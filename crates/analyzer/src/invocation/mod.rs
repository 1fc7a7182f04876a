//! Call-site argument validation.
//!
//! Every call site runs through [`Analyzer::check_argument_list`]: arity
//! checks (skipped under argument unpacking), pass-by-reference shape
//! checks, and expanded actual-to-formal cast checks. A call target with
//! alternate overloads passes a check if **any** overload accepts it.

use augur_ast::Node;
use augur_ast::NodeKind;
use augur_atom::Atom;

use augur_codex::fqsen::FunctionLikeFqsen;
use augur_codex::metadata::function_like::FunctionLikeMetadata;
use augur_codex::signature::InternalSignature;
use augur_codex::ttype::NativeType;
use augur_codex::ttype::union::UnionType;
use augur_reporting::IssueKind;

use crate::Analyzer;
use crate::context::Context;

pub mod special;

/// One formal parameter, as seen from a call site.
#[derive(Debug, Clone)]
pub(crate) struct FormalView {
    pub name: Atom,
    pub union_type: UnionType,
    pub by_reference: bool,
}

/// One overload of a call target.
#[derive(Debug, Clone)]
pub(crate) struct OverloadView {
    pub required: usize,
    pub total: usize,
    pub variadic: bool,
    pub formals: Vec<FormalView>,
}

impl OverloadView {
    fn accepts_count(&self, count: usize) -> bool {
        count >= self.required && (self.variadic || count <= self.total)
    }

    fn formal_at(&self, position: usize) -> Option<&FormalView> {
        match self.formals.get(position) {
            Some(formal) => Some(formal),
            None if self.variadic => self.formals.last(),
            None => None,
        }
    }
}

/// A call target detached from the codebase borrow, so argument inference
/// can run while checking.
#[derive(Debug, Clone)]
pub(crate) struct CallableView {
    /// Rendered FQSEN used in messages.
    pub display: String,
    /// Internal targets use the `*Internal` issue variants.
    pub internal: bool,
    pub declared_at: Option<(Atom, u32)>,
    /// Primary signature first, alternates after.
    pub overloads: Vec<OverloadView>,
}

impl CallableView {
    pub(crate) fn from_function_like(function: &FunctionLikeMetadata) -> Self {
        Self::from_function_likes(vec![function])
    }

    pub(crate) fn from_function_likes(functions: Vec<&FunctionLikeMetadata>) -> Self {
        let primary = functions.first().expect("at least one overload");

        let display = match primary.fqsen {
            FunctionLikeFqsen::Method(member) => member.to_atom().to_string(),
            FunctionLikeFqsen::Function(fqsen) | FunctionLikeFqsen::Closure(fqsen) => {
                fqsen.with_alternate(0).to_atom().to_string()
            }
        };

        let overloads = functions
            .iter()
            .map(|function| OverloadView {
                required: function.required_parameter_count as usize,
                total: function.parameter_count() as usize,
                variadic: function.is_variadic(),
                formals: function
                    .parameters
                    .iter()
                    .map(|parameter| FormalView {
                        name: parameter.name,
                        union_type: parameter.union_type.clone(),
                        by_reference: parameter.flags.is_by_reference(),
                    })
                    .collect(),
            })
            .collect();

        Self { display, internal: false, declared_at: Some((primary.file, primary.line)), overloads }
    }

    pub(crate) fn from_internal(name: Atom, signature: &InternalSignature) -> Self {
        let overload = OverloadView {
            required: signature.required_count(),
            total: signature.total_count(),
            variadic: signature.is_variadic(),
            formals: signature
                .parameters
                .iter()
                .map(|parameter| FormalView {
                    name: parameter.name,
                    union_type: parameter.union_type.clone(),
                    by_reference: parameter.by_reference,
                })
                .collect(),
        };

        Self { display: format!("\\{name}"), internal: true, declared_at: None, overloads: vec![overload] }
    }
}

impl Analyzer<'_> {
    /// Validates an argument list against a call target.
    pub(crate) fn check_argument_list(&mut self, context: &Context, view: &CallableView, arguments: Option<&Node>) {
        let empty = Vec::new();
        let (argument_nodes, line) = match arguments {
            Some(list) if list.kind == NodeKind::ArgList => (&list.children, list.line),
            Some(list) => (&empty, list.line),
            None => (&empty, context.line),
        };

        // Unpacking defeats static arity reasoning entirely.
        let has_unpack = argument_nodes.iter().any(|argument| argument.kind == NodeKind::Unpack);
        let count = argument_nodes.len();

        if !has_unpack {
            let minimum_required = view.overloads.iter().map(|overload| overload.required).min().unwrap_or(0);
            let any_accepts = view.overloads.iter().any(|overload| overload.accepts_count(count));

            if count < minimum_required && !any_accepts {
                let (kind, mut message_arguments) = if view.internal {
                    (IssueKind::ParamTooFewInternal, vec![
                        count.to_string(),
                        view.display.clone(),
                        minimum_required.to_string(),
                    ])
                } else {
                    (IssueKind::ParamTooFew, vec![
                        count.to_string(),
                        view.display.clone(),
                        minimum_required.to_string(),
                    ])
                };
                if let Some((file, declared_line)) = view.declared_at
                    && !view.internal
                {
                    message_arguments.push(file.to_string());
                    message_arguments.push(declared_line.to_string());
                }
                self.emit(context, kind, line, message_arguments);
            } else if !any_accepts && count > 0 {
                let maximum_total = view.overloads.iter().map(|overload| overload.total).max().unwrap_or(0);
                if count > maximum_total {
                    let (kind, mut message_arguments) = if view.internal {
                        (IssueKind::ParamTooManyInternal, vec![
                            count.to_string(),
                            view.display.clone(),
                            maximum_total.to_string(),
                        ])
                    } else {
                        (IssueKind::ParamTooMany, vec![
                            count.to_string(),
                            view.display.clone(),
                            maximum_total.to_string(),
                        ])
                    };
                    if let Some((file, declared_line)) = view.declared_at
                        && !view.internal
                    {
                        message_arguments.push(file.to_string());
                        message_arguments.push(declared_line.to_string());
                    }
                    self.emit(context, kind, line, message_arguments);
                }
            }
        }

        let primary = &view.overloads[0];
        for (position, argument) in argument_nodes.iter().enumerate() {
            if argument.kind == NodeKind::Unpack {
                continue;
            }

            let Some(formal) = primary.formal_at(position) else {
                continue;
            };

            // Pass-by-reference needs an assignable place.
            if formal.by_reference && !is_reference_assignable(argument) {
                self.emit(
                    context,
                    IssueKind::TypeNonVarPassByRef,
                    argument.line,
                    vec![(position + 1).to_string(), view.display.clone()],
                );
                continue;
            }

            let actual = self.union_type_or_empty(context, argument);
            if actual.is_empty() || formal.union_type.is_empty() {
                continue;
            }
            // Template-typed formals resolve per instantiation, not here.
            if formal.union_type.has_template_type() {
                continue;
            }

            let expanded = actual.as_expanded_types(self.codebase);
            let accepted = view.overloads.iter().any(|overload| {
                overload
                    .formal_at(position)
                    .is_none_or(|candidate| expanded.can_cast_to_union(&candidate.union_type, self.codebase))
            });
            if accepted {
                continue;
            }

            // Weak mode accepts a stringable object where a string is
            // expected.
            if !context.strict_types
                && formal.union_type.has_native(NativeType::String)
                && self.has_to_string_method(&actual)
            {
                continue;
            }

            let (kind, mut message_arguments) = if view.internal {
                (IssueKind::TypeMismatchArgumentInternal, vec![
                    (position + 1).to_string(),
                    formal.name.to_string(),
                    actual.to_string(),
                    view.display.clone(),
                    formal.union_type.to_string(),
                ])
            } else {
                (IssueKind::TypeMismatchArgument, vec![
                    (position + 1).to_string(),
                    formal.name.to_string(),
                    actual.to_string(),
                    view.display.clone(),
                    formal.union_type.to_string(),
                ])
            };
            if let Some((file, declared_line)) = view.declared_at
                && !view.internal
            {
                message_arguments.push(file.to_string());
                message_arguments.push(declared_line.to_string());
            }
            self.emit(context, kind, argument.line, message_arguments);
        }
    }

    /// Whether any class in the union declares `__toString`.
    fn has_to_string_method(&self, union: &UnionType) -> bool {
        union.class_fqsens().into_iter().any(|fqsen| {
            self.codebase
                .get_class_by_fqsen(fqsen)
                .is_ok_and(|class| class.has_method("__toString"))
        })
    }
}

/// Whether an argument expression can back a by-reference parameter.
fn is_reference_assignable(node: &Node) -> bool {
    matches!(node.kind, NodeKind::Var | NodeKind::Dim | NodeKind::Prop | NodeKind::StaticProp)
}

* * *

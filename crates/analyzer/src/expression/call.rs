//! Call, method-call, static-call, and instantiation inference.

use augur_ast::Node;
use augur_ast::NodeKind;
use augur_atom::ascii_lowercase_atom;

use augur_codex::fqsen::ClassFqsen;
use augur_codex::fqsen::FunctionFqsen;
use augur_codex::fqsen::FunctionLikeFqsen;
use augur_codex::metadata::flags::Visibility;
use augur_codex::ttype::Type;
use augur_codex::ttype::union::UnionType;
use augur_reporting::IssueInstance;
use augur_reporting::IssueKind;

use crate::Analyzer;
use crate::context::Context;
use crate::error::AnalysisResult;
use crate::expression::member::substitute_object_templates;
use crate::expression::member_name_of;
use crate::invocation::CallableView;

Activity:
Only lines containing the string "FunctionLikeFqsen" belong in the answer; find them in the data above and copy them.

Response area:
use augur_codex::fqsen::FunctionLikeFqsen;
            FunctionLikeFqsen::Method(member) => member.to_atom().to_string(),
            FunctionLikeFqsen::Function(fqsen) | FunctionLikeFqsen::Closure(fqsen) => {
use augur_codex::fqsen::FunctionLikeFqsen;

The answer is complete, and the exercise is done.